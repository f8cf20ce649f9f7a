// Orchestrator executor
//
// Drives a continuation through the graph: asks `transition` what to do,
// performs the side effect against the collaborators, writes the result into
// the context, and checkpoints. At WaitForJob it parks the continuation in the
// store and hands control back to the caller.

use chrono::{DateTime, TimeDelta, Utc};
use std::sync::Arc;
use tracing::{debug, error, info, warn, Instrument};

use super::context::ExecutionContext;
use super::errors::{Failure, InvocationStatus, OrchestratorError, Outcome};
use super::state::OrchestratorState;
use super::transition::{transition, Effect};
use crate::config::OrchestratorConfig;
use crate::observability::OrchestratorMetrics;
use crate::persistence::{CheckpointReason, Continuation, ContinuationPhase, ContinuationStore};
use crate::services::{
    JobExecutionService, JobHandle, JobSubmission, NotificationRequest, Notifier,
    SubOrchestratorInvoker, VisualizationInput,
};
use crate::shutdown::ShutdownSignal;
use crate::telemetry::{create_orchestration_span, generate_correlation_id};

#[derive(Clone)]
pub struct Orchestrator {
    jobs: Arc<dyn JobExecutionService>,
    visualizer: Arc<dyn SubOrchestratorInvoker>,
    notifier: Arc<dyn Notifier>,
    store: Arc<dyn ContinuationStore>,
    config: OrchestratorConfig,
    metrics: Arc<OrchestratorMetrics>,
}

|---|

== Required work ==
Repeat exactly the lines of the listing from its first line through the line that holds "continuation in the". Nothing else should appear.

== Exercise response ==
repository f8cf20ce649f9f7a
// Orchestrator executor
//
// Drives a continuation through the graph: asks `transition` what to do,
// performs the side effect against the collaborators, writes the result into
// the context, and checkpoints. At WaitForJob it parks the continuation in the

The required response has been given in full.